Exercise:
State how many lines in the entries below hold the string "usize", and give nothing besides that number.

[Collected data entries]

-- -- --

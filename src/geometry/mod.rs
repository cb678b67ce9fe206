//! Geometric primitives for layout analysis.
//!
//! OCR engines report every recognized text unit as a quadrilateral whose
//! "horizontal" edges are rarely exactly horizontal. The types and functions in
//! this module snap those quadrilaterals to axis-aligned boxes and compare them
//! along one axis at a time, which is what row and column detection need.
//!
//! All ratios are directional: they are measured relative to the first
//! argument, not symmetric and not intersection-over-union.

use serde::{Deserialize, Serialize};

/// Default pixel error accepted by [`aligned_with_tolerance`].
pub const DEFAULT_ALIGNMENT_ERROR: f32 = 3.0;

/// A 2D point in page pixel space (y grows downward).
#[derive(Debug, Clone, Copy, PartialEq, Default, Serialize, Deserialize)]
pub struct Point {
    /// X coordinate
    pub x: f32,
    /// Y coordinate
    pub y: f32,
}

impl Point {
    /// Create a new point.
    ///
    /// # Examples
    ///
    /// ```
    /// use ocr_tables::geometry::Point;
    ///
    /// let point = Point::new(10.0, 20.0);
    /// assert_eq!(point.x, 10.0);
    /// assert_eq!(point.y, 20.0);
    /// ```
    pub fn new(x: f32, y: f32) -> Self {
        Self { x, y }
    }
}

/// A quadrilateral with clockwise vertices `[TL, TR, BR, BL]`.
///
/// Boxes coming from OCR may be slightly skewed; call [`rectify`] to obtain the
/// axis-aligned box covering the same extremes.
#[derive(Debug, Clone, Copy, PartialEq, Default, Serialize, Deserialize)]
#[serde(transparent)]
pub struct BoundingBox {
    /// Vertices in clockwise order starting at the top-left corner.
    pub vertices: [Point; 4],
}

/// Index of the top-left vertex.
pub const TOP_LEFT: usize = 0;
/// Index of the top-right vertex.
pub const TOP_RIGHT: usize = 1;
/// Index of the bottom-right vertex.
pub const BOTTOM_RIGHT: usize = 2;
/// Index of the bottom-left vertex.
pub const BOTTOM_LEFT: usize = 3;

impl BoundingBox {
    /// Create a box from its four vertices (TL, TR, BR, BL).
    pub fn new(tl: Point, tr: Point, br: Point, bl: Point) -> Self {
        Self {
            vertices: [tl, tr, br, bl],
        }
    }

    /// Create an axis-aligned box from two corner coordinates.
    ///
    /// # Examples
    ///
    /// ```
    /// use ocr_tables::geometry::BoundingBox;
    ///
    /// let bbox = BoundingBox::from_coords(10.0, 20.0, 110.0, 70.0);
    /// assert_eq!(bbox.left(), 10.0);
    /// assert_eq!(bbox.bottom(), 70.0);
    /// assert_eq!(bbox.width(), 100.0);
    /// ```
    pub fn from_coords(x0: f32, y0: f32, x1: f32, y1: f32) -> Self {
        build_bounding_box(Point::new(x0, y0), Point::new(x1, y1))
    }

    /// Top-left vertex.
    pub fn top_left(&self) -> Point {
        self.vertices[TOP_LEFT]
    }

    /// Top-right vertex.
    pub fn top_right(&self) -> Point {
        self.vertices[TOP_RIGHT]
    }

    /// Bottom-right vertex.
    pub fn bottom_right(&self) -> Point {
        self.vertices[BOTTOM_RIGHT]
    }

    /// Bottom-left vertex.
    pub fn bottom_left(&self) -> Point {
        self.vertices[BOTTOM_LEFT]
    }

    /// Left edge x-coordinate of the rectified box.
    pub fn left(&self) -> f32 {
        self.top_left().x.min(self.bottom_left().x)
    }

    /// Right edge x-coordinate of the rectified box.
    pub fn right(&self) -> f32 {
        self.top_right().x.max(self.bottom_right().x)
    }

    /// Top edge y-coordinate of the rectified box.
    pub fn top(&self) -> f32 {
        self.top_left().y.min(self.top_right().y)
    }

    /// Bottom edge y-coordinate of the rectified box.
    pub fn bottom(&self) -> f32 {
        self.bottom_left().y.max(self.bottom_right().y)
    }

    /// Width measured along the top edge.
    pub fn width(&self) -> f32 {
        (self.top_right().x - self.top_left().x).abs()
    }

    /// Height measured along the left edge.
    pub fn height(&self) -> f32 {
        (self.bottom_left().y - self.top_left().y).abs()
    }

    /// Whether every edge is exactly horizontal or vertical.
    pub fn is_axis_aligned(&self) -> bool {
        let [tl, tr, br, bl] = self.vertices;
        tl.y == tr.y && bl.y == br.y && tl.x == bl.x && tr.x == br.x
    }

    /// The top edge as a [`Line`].
    pub fn top_line(&self) -> Line {
        Line::new(self.top_left().y, self.top_right().y)
    }

    /// The bottom edge as a [`Line`].
    pub fn bottom_line(&self) -> Line {
        Line::new(self.bottom_left().y, self.bottom_right().y)
    }
}

/// Snap a near-axis-aligned quadrilateral to an axis-aligned box.
///
/// Each edge takes the extreme of its two endpoints (min for top and left, max
/// for bottom and right), so the result never shrinks below the original.
///
/// # Examples
///
/// ```
/// use ocr_tables::geometry::{rectify, BoundingBox, Point};
///
/// let skewed = BoundingBox::new(
///     Point::new(10.0, 12.0),
///     Point::new(50.0, 10.0),
///     Point::new(51.0, 30.0),
///     Point::new(9.0, 31.0),
/// );
/// let rect = rectify(&skewed);
/// assert!(rect.is_axis_aligned());
/// assert_eq!(rect.top_left(), Point::new(9.0, 10.0));
/// assert_eq!(rect.bottom_right(), Point::new(51.0, 31.0));
/// ```
pub fn rectify(bbox: &BoundingBox) -> BoundingBox {
    let mut v = bbox.vertices;

    if v[TOP_LEFT].y != v[TOP_RIGHT].y {
        let y = v[TOP_LEFT].y.min(v[TOP_RIGHT].y);
        v[TOP_LEFT].y = y;
        v[TOP_RIGHT].y = y;
    }

    if v[BOTTOM_LEFT].y != v[BOTTOM_RIGHT].y {
        let y = v[BOTTOM_LEFT].y.max(v[BOTTOM_RIGHT].y);
        v[BOTTOM_LEFT].y = y;
        v[BOTTOM_RIGHT].y = y;
    }

    if v[TOP_RIGHT].x != v[BOTTOM_RIGHT].x {
        let x = v[TOP_RIGHT].x.max(v[BOTTOM_RIGHT].x);
        v[TOP_RIGHT].x = x;
        v[BOTTOM_RIGHT].x = x;
    }

    if v[TOP_LEFT].x != v[BOTTOM_LEFT].x {
        let x = v[TOP_LEFT].x.min(v[BOTTOM_LEFT].x);
        v[TOP_LEFT].x = x;
        v[BOTTOM_LEFT].x = x;
    }

    BoundingBox { vertices: v }
}

/// Combine two boxes vertex by vertex into the box covering both.
///
/// # Examples
///
/// ```
/// use ocr_tables::geometry::{union, BoundingBox};
///
/// let a = BoundingBox::from_coords(0.0, 0.0, 50.0, 50.0);
/// let b = BoundingBox::from_coords(25.0, 25.0, 75.0, 75.0);
/// let u = union(&a, &b);
///
/// assert_eq!(u, BoundingBox::from_coords(0.0, 0.0, 75.0, 75.0));
/// ```
pub fn union(a: &BoundingBox, b: &BoundingBox) -> BoundingBox {
    let [a_tl, a_tr, a_br, a_bl] = a.vertices;
    let [b_tl, b_tr, b_br, b_bl] = b.vertices;

    BoundingBox::new(
        Point::new(a_tl.x.min(b_tl.x), a_tl.y.min(b_tl.y)),
        Point::new(a_tr.x.max(b_tr.x), a_tr.y.min(b_tr.y)),
        Point::new(a_br.x.max(b_br.x), a_br.y.max(b_br.y)),
        Point::new(a_bl.x.min(b_bl.x), a_bl.y.max(b_bl.y)),
    )
}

-- -- --

Solution to the exercise:
4